WHAT ARE THE MOST COMMON CAUSES OF BUTTOCK PAIN?
- SCIATICA: Firstly, I want you to understand that SCIATICA is not so much a diagnosis as it is a symptom of an underlying problem. In the same way that it is not really helpful to go to the doctor with a headache, which he diagnoses as a "headache", it is not helpful to have a doctor tell you that your problem is Sciatica. There is always an underlying cause of Sciatica. Truth be known, there are lots of causes of Sciatica. If you pinch or irritate one of the nerves that comes from your low back / pelvis area, you could easily end up with Sciatica, as it's a very common problem. And one of the most common causes of Sciatica is..........
- PIRIFORMIS SYNDROME: Despite the fact that most people have never heard of it, according to a 2005 study done at UCLA's Mount Sinai Medical School in Los Angeles, PIRIFORMIS SYNDROME is the most common cause of Sciatica and Buttock Pain (40% as opposed to the 6.25% touted above). Although the incidence probably falls somewhere in the middle, when severe, this poorly understood problem can destroy one's will to live (HERE). By the way, the large discrepancy between the two numbers likely has to do with the fact that Piriformis Syndrome is usually misdiagnosed as.......

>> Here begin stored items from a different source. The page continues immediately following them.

use std::collections::{BTreeMap, HashMap};

use chrono::{NaiveDateTime, NaiveTime, TimeDelta};
use rayon::prelude::*;
use rust_decimal::Decimal;
use serde::Serialize;
use tracing::{error, info, warn};

use super::rsrw::relative_strength;
use super::rvol::{RvolPolicy, relative_volume};
use super::series::BarSeries;
use crate::bar::PriceBar;
use crate::clock;
use crate::error::MarketDataError;
use crate::instrument::{Instrument, InstrumentId, find_by_symbol};
use crate::store::MarketStore;
use crate::timeframe::{BASE_TIMEFRAME, Bucket};

pub const DEFAULT_BENCHMARK_SYMBOL: &str = "SPY";
/// Calendar days of base-interval history searched by one statistics run. Loading starts at
/// midnight one day earlier, so a window on the oldest day is never cut off.
pub const HISTORY_LOOKBACK_DAYS: i64 = 30;

#[derive(Debug, Clone)]
pub struct AnalyticsConfig {
    pub benchmark_symbol: String,
    pub lookback_days: i64,
    pub buckets: Vec<Bucket>,
    pub rvol: RvolPolicy,
}

impl Default for AnalyticsConfig {
    fn default() -> Self {
        Self {
            benchmark_symbol: DEFAULT_BENCHMARK_SYMBOL.to_string(),
            lookback_days: HISTORY_LOOKBACK_DAYS,
            buckets: Bucket::ALL.to_vec(),
            rvol: RvolPolicy::default(),
        }
    }
}

/// RVOL and RS/RW for one bucket. `None` means "not computable", e.g. too little history.
#[derive(Debug, Clone, Copy, PartialEq, Eq, Serialize)]
pub struct BucketStatistics {
    pub rvol: Option<Decimal>,
    pub rsrw: Option<Decimal>,
}

#[derive(Debug, Clone, PartialEq, Serialize)]
pub struct StatisticsSnapshot {
    pub instrument_id: InstrumentId,
    pub symbol: String,
    pub atr: Option<Decimal>,
    pub last_price: Decimal,
    pub last_timestamp: NaiveDateTime,
    pub buckets: BTreeMap<Bucket, BucketStatistics>,
}

#[derive(Debug, Clone, PartialEq, Serialize)]
pub struct StatisticsReport {
    pub snapshots: Vec<StatisticsSnapshot>,
    pub success: bool,
    pub count: usize,
}

impl StatisticsReport {
    fn failed() -> Self {
        Self {
            snapshots: Vec::new(),
            success: false,
            count: 0,
        }
    }
}

/// Read-only inputs for one statistics run.
pub struct Dataset {
    series: HashMap<InstrumentId, BarSeries>,
    atrs: HashMap<InstrumentId, Decimal>,
}

impl Dataset {
    pub fn new(bars: Vec<PriceBar>, atrs: HashMap<InstrumentId, Decimal>) -> Self {
        let mut grouped: HashMap<InstrumentId, Vec<PriceBar>> = HashMap::new();
        for bar in bars {
            grouped.entry(bar.instrument_id).or_default().push(bar);
        }
        Self {
            series: grouped
                .into_iter()
                .map(|(id, bars)| (id, BarSeries::new(bars)))
                .collect(),
            atrs,
        }
    }

    pub fn series(&self, id: InstrumentId) -> Option<&BarSeries> {
        self.series.get(&id).filter(|s| !s.is_empty())
    }

    pub fn atr(&self, id: InstrumentId) -> Option<Decimal> {
        self.atrs.get(&id).copied()
    }
}

pub struct AnalyticsEngine {
    config: AnalyticsConfig,
}

impl AnalyticsEngine {
    pub fn new(config: AnalyticsConfig) -> Self {
        Self { config }
    }

    /// Snapshot every instrument that has bars in `dataset`, in parallel.
    ///
    /// Instruments without bars are left out. `benchmark` is the instrument RS/RW is measured
    /// against; without it every RS/RW is `None`.
    pub fn compute(
        &self,
        instruments: &[Instrument],
        dataset: &Dataset,
        benchmark: Option<InstrumentId>,
    ) -> Vec<StatisticsSnapshot> {
        let empty = BarSeries::default();
        let benchmark_series = benchmark
            .and_then(|id| dataset.series(id))
            .unwrap_or(&empty);
        let benchmark_atr = benchmark.and_then(|id| dataset.atr(id));

        let mut snapshots: Vec<StatisticsSnapshot> = instruments
            .par_iter()
            .filter_map(|instrument| {
                self.snapshot(
                    instrument,
                    dataset.series(instrument.id)?,
                    dataset.atr(instrument.id),
                    benchmark_series,
                    benchmark_atr,
                )
            })
            .collect();

        snapshots.sort_by(|a, b| a.symbol.cmp(&b.symbol));
        snapshots
    }

    fn snapshot(
        &self,
        instrument: &Instrument,
        series: &BarSeries,
        atr: Option<Decimal>,
        benchmark: &BarSeries,
        benchmark_atr: Option<Decimal>,
    ) -> Option<StatisticsSnapshot> {
        let last = series.latest()?;
        let (last_price, last_timestamp) = (last.close, last.timestamp);

        let buckets = self
            .config
            .buckets
            .iter()
            .map(|&bucket| {
                let stats = BucketStatistics {
                    rvol: relative_volume(series, last_timestamp, bucket, &self.config.rvol),
                    rsrw: relative_strength(
                        series,
                        benchmark,
                        last_timestamp,
                        bucket,
                        atr,
                        benchmark_atr,
                    ),
                };
                (bucket, stats)
            })
            .collect();

        Some(StatisticsSnapshot {
            instrument_id: instrument.id,
            symbol: instrument.symbol.clone(),
            atr: atr.map(|a| a.round_dp(2)),
            last_price,
            last_timestamp,
            buckets,
        })
    }

    /// Statistics as of `as_of` (now when `None`) for active instruments, optionally limited
    /// to `tickers`. Store failures give `success = false` and no snapshots.
    pub fn compute_statistics(
        &self,
        store: &dyn MarketStore,
        as_of: Option<NaiveDateTime>,
        tickers: Option<&[String]>,
    ) -> StatisticsReport {
        match self.load_and_compute(store, as_of, tickers) {
            Ok(snapshots) => {
                info!(count = snapshots.len(), "computed market statistics");
                StatisticsReport {
                    count: snapshots.len(),
                    snapshots,
                    success: true,
                }
            }
            Err(e) => {
                error!("failed to compute market statistics: {e}");
                StatisticsReport::failed()
            }
        }
    }

    fn load_and_compute(
        &self,
        store: &dyn MarketStore,
        as_of: Option<NaiveDateTime>,
        tickers: Option<&[String]>,
    ) -> Result<Vec<StatisticsSnapshot>, MarketDataError> {
        let end = as_of.unwrap_or_else(clock::exchange_now);
        let start = (end - TimeDelta::days(self.config.lookback_days + 1))
            .date()
            .and_time(NaiveTime::MIN);

        let active = store.active_instruments()?;
        let benchmark = find_by_symbol(&active, &self.config.benchmark_symbol).map(|i| i.id);
        if benchmark.is_none() {
            warn!(
                benchmark = %self.config.benchmark_symbol,
                "benchmark instrument is not active; RS/RW will be empty"
            );
        }

        let selected: Vec<Instrument> = match tickers {
            Some(list) if !list.is_empty() => active
                .into_iter()
                .filter(|i| list.iter().any(|t| t.eq_ignore_ascii_case(&i.symbol)))
                .collect(),
            _ => active,
        };

        let bars = store.bars_between(BASE_TIMEFRAME, start, end)?;
        let dataset = Dataset::new(bars, store.daily_atrs()?);

        Ok(self.compute(&selected, &dataset, benchmark))
    }
}

impl Default for AnalyticsEngine {
    fn default() -> Self {
        Self::new(AnalyticsConfig::default())
    }
}

#[cfg(test)]
mod tests {
    use super::*;
    use crate::indicator::DailyIndicator;
    use crate::memory::MemoryStore;
    use crate::timeframe::Timeframe;
    use chrono::NaiveDate;
    use rust_decimal_macros::dec;

    fn today() -> NaiveDate {
        NaiveDate::from_ymd_opt(2025, 3, 14).unwrap()
    }

    fn day_bars(
        id: i32,
        date: NaiveDate,
        open: Decimal,
        close: Decimal,
        volume: Decimal,
    ) -> Vec<PriceBar> {
        let first = date.and_time(NaiveTime::from_hms_opt(9, 30, 0).unwrap());
        (0..78)
            .map(|i| PriceBar {
                instrument_id: InstrumentId(id),
                timeframe: Timeframe::FiveMin,
                timestamp: first + TimeDelta::minutes(5 * i),
                open,
                high: open.max(close),
                low: open.min(close),
                close,
                volume,
            })
            .collect()
    }

    fn history(id: i32, volume: Decimal) -> Vec<PriceBar> {
        (0..=30)
            .flat_map(|d| day_bars(id, today() - TimeDelta::days(d), dec!(100), dec!(100), volume))
            .collect()
    }

    fn store_with(
        instruments: Vec<Instrument>,
        bars: Vec<PriceBar>,
        atrs: &[(i32, Decimal)],
    ) -> MemoryStore {
        let store = MemoryStore::with_instruments(instruments);
        store.upsert_bars(&bars).unwrap();
        let indicators: Vec<DailyIndicator> = atrs
            .iter()
            .map(|&(id, atr)| DailyIndicator {
                instrument_id: InstrumentId(id),
                date: today(),
                atr,
            })
            .collect();
        store.replace_daily_indicators(&indicators).unwrap();
        store
    }

    fn as_of() -> NaiveDateTime {
        today().and_hms_opt(16, 0, 0).unwrap()
    }

    #[test]
    fn snapshots_cover_every_bucket() {
        let mut bars = history(1, dec!(500));
        bars.extend(history(529, dec!(9000)));
        let store = store_with(
            vec![Instrument::new(1, "AAPL"), Instrument::new(529, "SPY")],
            bars,
            &[(1, dec!(3.456)), (529, dec!(5))],
        );

        let report = AnalyticsEngine::default().compute_statistics(&store, Some(as_of()), None);
        assert!(report.success);
        assert_eq!(report.count, 2);

        let aapl = &report.snapshots[0];
        assert_eq!(aapl.symbol, "AAPL");
        assert_eq!(aapl.atr, Some(dec!(3.46)));
        assert_eq!(aapl.last_price, dec!(100));
        assert_eq!(aapl.last_timestamp, today().and_hms_opt(15, 55, 0).unwrap());
        assert_eq!(aapl.buckets.len(), Bucket::ALL.len());
        for stats in aapl.buckets.values() {
            assert_eq!(stats.rvol, Some(dec!(100)));
            // Flat prices on both sides.
            assert_eq!(stats.rsrw, Some(Decimal::ZERO));
        }
    }

    #[test]
    fn instruments_without_bars_are_excluded() {
        let store = store_with(
            vec![
                Instrument::new(1, "AAPL"),
                Instrument::new(2, "MSFT"),
                Instrument::new(529, "SPY"),
            ],
            history(1, dec!(500)),
            &[],
        );

        let report = AnalyticsEngine::default().compute_statistics(&store, Some(as_of()), None);
        assert!(report.success);
        let symbols: Vec<&str> = report.snapshots.iter().map(|s| s.symbol.as_str()).collect();
        assert_eq!(symbols, vec!["AAPL"]);
    }

    #[test]
    fn missing_benchmark_and_atr_yield_null_rsrw_only() {
        let store = store_with(vec![Instrument::new(1, "AAPL")], history(1, dec!(500)), &[]);

        let report = AnalyticsEngine::default().compute_statistics(&store, Some(as_of()), None);
        let aapl = &report.snapshots[0];
        assert_eq!(aapl.atr, None);
        for stats in aapl.buckets.values() {
            assert_eq!(stats.rvol, Some(dec!(100)));
            assert_eq!(stats.rsrw, None);
        }
    }

    #[test]
    fn ticker_filter_limits_output_but_keeps_benchmark() {
        let mut bars = history(1, dec!(500));
        bars.extend(history(2, dec!(500)));
        bars.extend(history(529, dec!(500)));
        let store = store_with(
            vec![
                Instrument::new(1, "AAPL"),
                Instrument::new(2, "MSFT"),
                Instrument::new(529, "SPY"),
            ],
            bars,
            &[(2, dec!(1)), (529, dec!(1))],
        );

        let filter = vec!["msft".to_string()];
        let report =
            AnalyticsEngine::default().compute_statistics(&store, Some(as_of()), Some(&filter));
        assert_eq!(report.count, 1);
        assert_eq!(report.snapshots[0].symbol, "MSFT");
        assert!(
            report.snapshots[0]
                .buckets
                .values()
                .all(|s| s.rsrw.is_some())
        );
    }

    #[test]
    fn historical_as_of_ignores_later_bars() {
        let store = store_with(vec![Instrument::new(1, "AAPL")], history(1, dec!(500)), &[]);
        let earlier = (today() - TimeDelta::days(1)).and_hms_opt(12, 2, 0).unwrap();

        let report = AnalyticsEngine::default().compute_statistics(&store, Some(earlier), None);
        assert_eq!(
            report.snapshots[0].last_timestamp,
            (today() - TimeDelta::days(1)).and_hms_opt(12, 0, 0).unwrap()
        );
    }

    #[test]
    fn oldest_searched_day_counts_toward_rvol() {
        // Today plus exactly fifteen earlier days, the oldest thirty days back.
        let bars: Vec<PriceBar> = std::iter::once(0)
            .chain(16..=30)
            .flat_map(|d| {
                day_bars(1, today() - TimeDelta::days(d), dec!(100), dec!(100), dec!(500))
            })
            .collect();
        let store = store_with(vec![Instrument::new(1, "AAPL")], bars, &[]);

        let report = AnalyticsEngine::default().compute_statistics(&store, Some(as_of()), None);
        let stats = &report.snapshots[0].buckets;
        for bucket in Bucket::ALL {
            assert_eq!(stats[&bucket].rvol, Some(dec!(100)), "{bucket:?}");
        }
    }

    #[test]
    fn short_history_yields_nulls_not_failure() {
        let bars = day_bars(1, today(), dec!(100), dec!(101), dec!(500))
            .into_iter()
            .take(4)
            .collect();
        let store = store_with(vec![Instrument::new(1, "AAPL")], bars, &[]);

        let report = AnalyticsEngine::default().compute_statistics(&store, Some(as_of()), None);
        assert!(report.success);
        let stats = &report.snapshots[0].buckets;
        assert_eq!(stats[&Bucket::FifteenMin].rvol, None);
        assert_eq!(stats[&Bucket::FourHour].rvol, None);
    }
}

- DISC PROBLEMS: These can be in the form of things like DEGENERATIVE JOINT DISEASE, SPINAL STENOSIS, or HERNIATED DISCS. The problems with disc diagnoses come into focus once you begin to grasp the concept of ASYMPTOMATIC DISC HERNIATIONS. Because all of these diagnoses have the ability to cause Sciatica, they all have the ability to cause severe buttock pain as well. HERE is a simple test for helping to differentiate between Disc problems and Piriformis Syndrome. Far from foolproof, but definitely a start.
- SACROILIAC (SI) PAIN: You can find your SI joints by feeling for the two bony knobs of bone on either side of your spine at your belt line. I wrote an article awhile back on differentiating SI problems from Piriformis Syndrome (hint: it can often be difficult to do). To understand a little bit more about SI pain and its relationship to Piriformis Syndrome, go HERE.
- BURSITIS: The ischial tuberosity (the butt-bone that you sit on) has a BURSA on it. If it gets inflamed it is known as WEAVER'S BOTTOM. In similar fashion to people with PS, these folks cannot sit down unless maybe they are sitting on a pillow or cushion of some sort.
- TENDINOSIS: Although TENDINOSIS can happen at any muscle tendon in the body, it is not terribly rare to have HAMSTRING TENDINOSIS. And because the hamstrings attach to the ischial tuberosity (the butt-bone), the pain is frequently felt in the region of the lower buttocks. If these are bad enough, they will be seen with MRI. People with hardcore tendinosis of the upper hamstring cannot sit down without major discomfort.
- TAIL BONE PAIN: This is pain that can be felt in the Sacrum (the triangular bone that the lowest spinal vertebrae sits on), or it can be in the tail bone (the coccyx --- the tip; just above the anus). Although this is frequently the result of a fall or even having a baby, there are many cases of "Coccydinia" that have unknown origins.
- TRAUMA: Fall on your butt, and you are likely to end up with a bruise --- or even a broken tail bone (super common). I have seen many of these type of injuries result in both SCAR TISSUE and TRIGGER POINTS.
- OTHERS: Truth be known, there are a number of other causes of Pain in the Butt (cancer, tumors, infections, weird neurological conditions, labral tears, FAI, pelvic floor issues, etc, etc, etc). The really cool thing is that......
Most buttock pain, whether chronic or acute, can be dealt with using conservative methods (without DRUGS, surgeries, or lots of expensive tests). CHIROPRACTIC ADJUSTMENTS, understanding INFLAMMATORY CONDITIONS, TISSUE REMODELING, LASER THERAPY, CORE STRENGTH, or SPINAL DECOMPRESSION THERAPY will change most of these conditions.